Create a Custom Protocol
for Rust's TcpStream
In this series so far we've learned how to read & write bytes with TcpStream and then how to abstract over that with a LinesCodec for sending and receiving String messages. In this post we'll look into what it takes to build a custom protocol for message passing more than a single type of thing (like a String).
Defining our Message Structs
To give our client and server more options for communicating we'll create:
- A
Requestmessage that allow the client to request either:- Echo a string
- Jumble a string with a specified amount of jumbling entropy
- A
Responsemessage for the server to respond with the successfully echo/jumbledString
lib.rs
/// Request object (client -> server)
#[derive(Debug)]
pub enum Request {
/// Echo a message back
Echo(String),
/// Jumble up a message with given amount of entropy before returning
Jumble { message: String, amount: u16 },
}
/// Response object from server
///
/// In the real-world, this would likely be an enum as well to signal Success vs. Error
/// But since we're showing that capability with the `Request` struct, we'll keep this one simple
#[derive(Debug)]
pub struct Response(pub String);
Serialization
In the previous demos, we relied on String::as_bytes() to serialize the String characters to the byte slice (&[u8]) we pass to TcpStream::write_all().

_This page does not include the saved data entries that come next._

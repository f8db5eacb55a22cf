use std::fmt;

use clap::Args;
use owo_colors::OwoColorize;

use blobs_store::{BlobKey, BlobStoreError};
use mediastore_daemon::state::{AppState, StateError};

#[derive(Args, Debug, Clone)]
pub struct Rm {
    /// Blob key
    pub key: BlobKey,
}

#[derive(Debug)]
pub struct RmOutput {
    pub key: BlobKey,
    pub removed: bool,
}

impl fmt::Display for RmOutput {
    fn fmt(&self, f: &mut fmt::Formatter<'_>) -> fmt::Result {
        if self.removed {
            write!(f, "{} blob {}", "Removed".green().bold(), self.key.bold())
        } else {
            write!(f, "{} blob {} was not found", "Skipped".yellow().bold(), self.key.bold())
        }
    }
}

#[derive(Debug, thiserror::Error)]
pub enum RmError {
    #[error("failed to load state: {0}")]
    State(#[from] StateError),

    #[error("delete failed: {0}")]
    Store(#[from] BlobStoreError),
}

#[async_trait::async_trait]
impl crate::cli::op::Op for Rm {
    type Error = RmError;
    type Output = RmOutput;

    async fn execute(&self, ctx: &crate::cli::op::OpContext) -> Result<Self::Output, Self::Error> {
        let state = AppState::load(ctx.config_path.clone())?;
        let provider = state.open_provider().await?;
        let removed = provider.remove_blob_stream(&self.key).await?;

        Ok(RmOutput {
            key: self.key,
            removed,
        })
    }
}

The structs defined above don't have any default serialization capabilities so this example focuses on how to implement that ourselves.
Serialization/Deserialization Libraries
Quick detour: As you'll soon find out, serializing our custom structs is a lot of work. The good news is that there are some really incredible, performant, and battle-tested libraries to make doing this easier! It's fun to study how this can be implemented, but I highly recommend checking out these libraries for your actual serialization needs:
Serializing the Request struct
Serialization & Deserialization needs to be symmetric (i.e., it round-trips) so that the struct serialized by the client is deserialized by the server back into an identical struct.
Serializing Symmetry (round-trip) pseudo-code:
let message = Request { ... };
// Equivalent to std::str::from_utf8("Hello".as_bytes())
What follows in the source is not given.